**To do**
In the data that follows, find the line with "self.col += 1;"; transcribe it, every later line up to the one with "previously taken checkpoint", and that line as well, exactly and with no others.

[Collected data]
*****
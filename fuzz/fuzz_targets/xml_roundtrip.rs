#![no_main]
use libfuzzer_sys::fuzz_target;
use zbind::xml::writer;
use zbind::{parse_str, Config, Parser};

// Anything the parser accepts must render to text that parses to the same rendering.
fuzz_target!(|data: &[u8]| {
    let Ok(doc) = Parser::new(data).parse() else {
        return;
    };
    let config = Config::default();
    let first = writer::to_string(&doc, &config);
    let reparsed = match parse_str(&first) {
        Ok(doc) => doc,
        Err(err) => panic!("rendered document failed to parse: {err}\n{first}"),
    };
    assert_eq!(first, writer::to_string(&reparsed, &config));
});
/// A type that can be mapped to and from XML elements
pub trait XmlValue: Sized {
    fn describe() -> TypeDesc {
        TypeDesc::Opaque
    }

    /// Absent values produce no element at all
    fn is_absent(&self) -> bool {
        false
    }

    /// Append this value under `parent` as one or more elements named `name`
    fn write_element(
        &self,
        doc: &mut Document,
        parent: NodeId,
        name: &str,
        ctx: &Context<'_>,
    ) -> Result<()>;

    /// Read a value from all same-named sibling elements
    ///
    /// Singular values use the last element. `None` leaves the target untouched.
    fn read_elements(elements: &[Element<'_>], ctx: &Context<'_>) -> Result<Option<Self>>;

    /// Attribute form of the value
    fn to_text(&self, _ctx: &Context<'_>) -> Result<Option<String>> {
        Err(Error::unsupported_type(
            std::any::type_name::<Self>(),
            format!(
                "{} cannot be represented as attribute text",
                std::any::type_name::<Self>()
            ),
        ))
    }

    fn from_text(_text: &str, _ctx: &Context<'_>) -> Result<Option<Self>> {
        Err(Error::unsupported_type(
            std::any::type_name::<Self>(),
            format!(
                "{} cannot be read from attribute text",
                std::any::type_name::<Self>()
            ),
        ))
    }
}

/// Single text value
///
/// Implement this and invoke [`xml_scalar!`](crate::xml_scalar) to make a
/// type usable as a field.
pub trait Scalar: Sized {
    const TYPE_NAME: &'static str;

    /// Whether empty text is a value rather than an absent one
    const ACCEPTS_EMPTY: bool = false;

    fn format(&self, ctx: &Context<'_>) -> Result<String>;

    fn parse(text: &str, ctx: &Context<'_>) -> Result<Self>;

    fn describe() -> TypeDesc {
        TypeDesc::Scalar(Self::TYPE_NAME)
    }
}

/// Enumeration mapped by variant name
pub trait XmlEnum: Sized + 'static {
    fn variant_name(&self) -> &'static str;

    fn from_variant_name(name: &str) -> Option<Self>;
}

pub fn write_scalar<S: Scalar>(
    value: &S,
    doc: &mut Document,
    parent: NodeId,
    name: &str,
    ctx: &Context<'_>,
) -> Result<()> {
    let text = value.format(ctx)?;
    doc.add_text_child(parent, name, text);
    Ok(())
}

pub fn read_scalar<S: Scalar>(elements: &[Element<'_>], ctx: &Context<'_>) -> Result<Option<S>> {
    match elements.last() {
        Some(element) => scalar_from_text(element.text().unwrap_or_default(), ctx),
        None => Ok(None),
    }
}

/// Parse scalar text; `null` and empty non-string text are absent
pub fn scalar_from_text<S: Scalar>(text: &str, ctx: &Context<'_>) -> Result<Option<S>> {
    if text.trim() == NULL_LITERAL {
        return Ok(None);
    }
    if S::ACCEPTS_EMPTY {
        return S::parse(text, ctx).map(Some);
    }
    let trimmed = text.trim();
    if trimmed.is_empty() {
        return Ok(None);
    }
    S::parse(trimmed, ctx).map(Some)
}

/// Implement [`XmlValue`] for types implementing [`Scalar`]
#[macro_export]
macro_rules! xml_scalar {
    ($($ty:ty),+ $(,)?) => {$(
        impl $crate::bind::XmlValue for $ty {
            fn describe() -> $crate::bind::TypeDesc {
                <$ty as $crate::bind::Scalar>::describe()
            }

            fn write_element(
                &self,
                doc: &mut $crate::xml::Document,
                parent: $crate::xml::NodeId,
                name: &str,
                ctx: &$crate::bind::Context<'_>,
            ) -> $crate::Result<()> {
                $crate::bind::write_scalar(self, doc, parent, name, ctx)
            }

            fn read_elements(
                elements: &[$crate::xml::Element<'_>],
                ctx: &$crate::bind::Context<'_>,
            ) -> $crate::Result<Option<Self>> {
                $crate::bind::read_scalar(elements, ctx)
            }

            fn to_text(&self, ctx: &$crate::bind::Context<'_>) -> $crate::Result<Option<String>> {
                $crate::bind::Scalar::format(self, ctx).map(Some)
            }

            fn from_text(
                text: &str,
                ctx: &$crate::bind::Context<'_>,
            ) -> $crate::Result<Option<Self>> {
                $crate::bind::scalar_from_text(text, ctx)
            }
        }
    )+};
}

/// Map a fieldless enum to its variant names
///
/// ```
/// zbind::xml_enum!(Rating { First => "FIRST", Second => "SECOND" });
///
/// #[derive(Debug, PartialEq)]
/// enum Rating {
///     First,
///     Second,
/// }
/// ```
#[macro_export]
macro_rules! xml_enum {
    ($ty:ident { $($variant:ident => $name:literal),+ $(,)? }) => {
        impl $crate::bind::XmlEnum for $ty {
            fn variant_name(&self) -> &'static str {
                match self {
                    $(Self::$variant => $name,)+
                }
            }

            fn from_variant_name(name: &str) -> Option<Self> {
                match name {
                    $($name => Some(Self::$variant),)+
                    _ => None,
                }
            }
        }

        impl $crate::bind::Scalar for $ty {
            const TYPE_NAME: &'static str = stringify!($ty);

            fn format(&self, _ctx: &$crate::bind::Context<'_>) -> $crate::Result<String> {
                Ok($crate::bind::XmlEnum::variant_name(self).to_string())
            }

            fn parse(text: &str, _ctx: &$crate::bind::Context<'_>) -> $crate::Result<Self> {
                <Self as $crate::bind::XmlEnum>::from_variant_name(text)
                    .ok_or_else(|| $crate::Error::invalid_value(stringify!($ty), text))
            }

            fn describe() -> $crate::bind::TypeDesc {
                $crate::bind::TypeDesc::Enum(stringify!($ty))
            }
        }

        $crate::xml_scalar!($ty);
    };
}
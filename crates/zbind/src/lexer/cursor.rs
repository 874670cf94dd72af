//! Byte cursor with rewindable lookahead

use crate::error::Pos;

/// Saved cursor state, restored to undo speculative reads
#[derive(Clone, Copy, Debug, PartialEq, Eq)]
pub struct Checkpoint {
    pos: usize,
    line: u32,
    col: u32,
}

/// Cursor for navigating byte input with position tracking
#[derive(Clone, Debug)]
pub struct Cursor<'a> {
    input: &'a [u8],
    pos: usize,
    line: u32,
    col: u32,
}

impl<'a> Cursor<'a> {
    /// Create cursor from byte slice
    pub const fn new(input: &'a [u8]) -> Self {
        Self {
            input,
            pos: 0,
            line: 1,
            col: 1,
        }
    }

    /// Get current byte without consuming
    pub fn current(&self) -> Option<u8> {
        self.input.get(self.pos).copied()
    }

    /// Read the current byte and move past it
    pub fn next_byte(&mut self) -> Option<u8> {
        let b = self.current()?;
        self.advance();
        Some(b)
    }

    /// Advance cursor by one byte
    pub fn advance(&mut self) {
        if let Some(b) = self.current() {
            self.pos += 1;
            if b == b'\n' {
                self.line += 1;
                self.col = 1;
            } else {
                self.col += 1;
            }
        }
    }

    /// Advance cursor by `n` bytes, stopping at end of input
    pub fn advance_by(&mut self, n: usize) {
        for _ in 0..n {
            self.advance();
        }
    }

    /// Skip whitespace
    pub fn skip_whitespace(&mut self) {
        while let Some(b) = self.current() {
            if b.is_ascii_whitespace() {
                self.advance();
            } else {
                break;
            }
        }
    }

    /// Consume byte if it matches
    pub fn consume(&mut self, expected: u8) -> bool {
        if self.current() == Some(expected) {
            self.advance();
            true
        } else {
            false
        }
    }

    /// Check whether the remaining input starts with `pattern`
    pub fn starts_with(&self, pattern: &[u8]) -> bool {
        self.remaining().starts_with(pattern)
    }

    /// Consume `pattern` if the remaining input starts with it
    pub fn consume_bytes(&mut self, pattern: &[u8]) -> bool {
        if self.starts_with(pattern) {
            self.advance_by(pattern.len());
            true
        } else {
            false
        }
    }

    pub const fn checkpoint(&self) -> Checkpoint {
        Checkpoint {
            pos: self.pos,
            line: self.line,
            col: self.col,
        }
    }

    /// Rewind to a previously taken checkpoint
    pub fn restore(&mut self, checkpoint: Checkpoint) {
        self.pos = checkpoint.pos;
        self.line = checkpoint.line;
        self.col = checkpoint.col;
    }

    /// Get current position
    pub const fn position(&self) -> Pos {
        Pos::new(self.pos, self.line, self.col)
    }

    /// Check if at end of input
    pub const fn is_eof(&self) -> bool {
        self.pos >= self.input.len()
    }

    /// Get remaining bytes
    pub fn remaining(&self) -> &'a [u8] {
        self.input.get(self.pos..).unwrap_or_default()
    }

    /// Get current position index
    pub const fn pos(&self) -> usize {
        self.pos
    }

    /// Get slice from start to current position
    pub fn slice_from(&self, start: usize) -> &'a [u8] {
        self.input.get(start..self.pos).unwrap_or_default()
    }
}

#[cfg(test)]
mod tests {
    use super::*;

    #[test]
    fn test_cursor_basic() {
        let mut cursor = Cursor::new(b"hello");
        assert_eq!(cursor.current(), Some(b'h'));
        assert_eq!(cursor.next_byte(), Some(b'h'));
        assert_eq!(cursor.current(), Some(b'e'));
    }

    #[test]
    fn test_cursor_whitespace() {
        let mut cursor = Cursor::new(b"  \t\nhello");
        cursor.skip_whitespace();
        assert_eq!(cursor.current(), Some(b'h'));
        assert_eq!(cursor.position().line, 2);
    }

    #[test]
    fn test_cursor_consume() {
        let mut cursor = Cursor::new(b"abc");
        assert!(cursor.consume(b'a'));
        assert!(!cursor.consume(b'z'));
        assert_eq!(cursor.current(), Some(b'b'));
    }

    #[test]
    fn test_cursor_eof() {
        let mut cursor = Cursor::new(b"");
        assert!(cursor.is_eof());
        assert_eq!(cursor.current(), None);
        assert_eq!(cursor.next_byte(), None);
        assert!(cursor.remaining().is_empty());
    }

    #[test]
    fn test_cursor_slice() {
        let mut cursor = Cursor::new(b"hello world");
        let start = cursor.pos();
        cursor.advance_by(3);
        assert_eq!(cursor.slice_from(start), b"hel");
    }

    #[test]
    fn test_checkpoint_restore_rewinds_position() {
        let mut cursor = Cursor::new(b"<!-x\n>");
        cursor.advance();
        let checkpoint = cursor.checkpoint();
        cursor.advance_by(4);
        assert_eq!(cursor.position().line, 2);
        cursor.restore(checkpoint);
        assert_eq!(cursor.current(), Some(b'!'));
        assert_eq!(cursor.position(), Pos::new(1, 1, 2));
    }

    #[test]
    fn test_consume_bytes() {
        let mut cursor = Cursor::new(b"<![CDATA[x]]>");
        assert!(!cursor.consume_bytes(b"<!--"));
        assert!(cursor.consume_bytes(b"<![CDATA["));
        assert_eq!(cursor.current(), Some(b'x'));
    }
}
*****
**The completed task**
                self.col += 1;
            }
        }
    }

    /// Advance cursor by `n` bytes, stopping at end of input
    pub fn advance_by(&mut self, n: usize) {
        for _ in 0..n {
            self.advance();
        }
    }

    /// Skip whitespace
    pub fn skip_whitespace(&mut self) {
        while let Some(b) = self.current() {
            if b.is_ascii_whitespace() {
                self.advance();
            } else {
                break;
            }
        }
    }

    /// Consume byte if it matches
    pub fn consume(&mut self, expected: u8) -> bool {
        if self.current() == Some(expected) {
            self.advance();
            true
        } else {
            false
        }
    }

    /// Check whether the remaining input starts with `pattern`
    pub fn starts_with(&self, pattern: &[u8]) -> bool {
        self.remaining().starts_with(pattern)
    }

    /// Consume `pattern` if the remaining input starts with it
    pub fn consume_bytes(&mut self, pattern: &[u8]) -> bool {
        if self.starts_with(pattern) {
            self.advance_by(pattern.len());
            true
        } else {
            false
        }
    }

    pub const fn checkpoint(&self) -> Checkpoint {
        Checkpoint {
            pos: self.pos,
            line: self.line,
            col: self.col,
        }
    }

    /// Rewind to a previously taken checkpoint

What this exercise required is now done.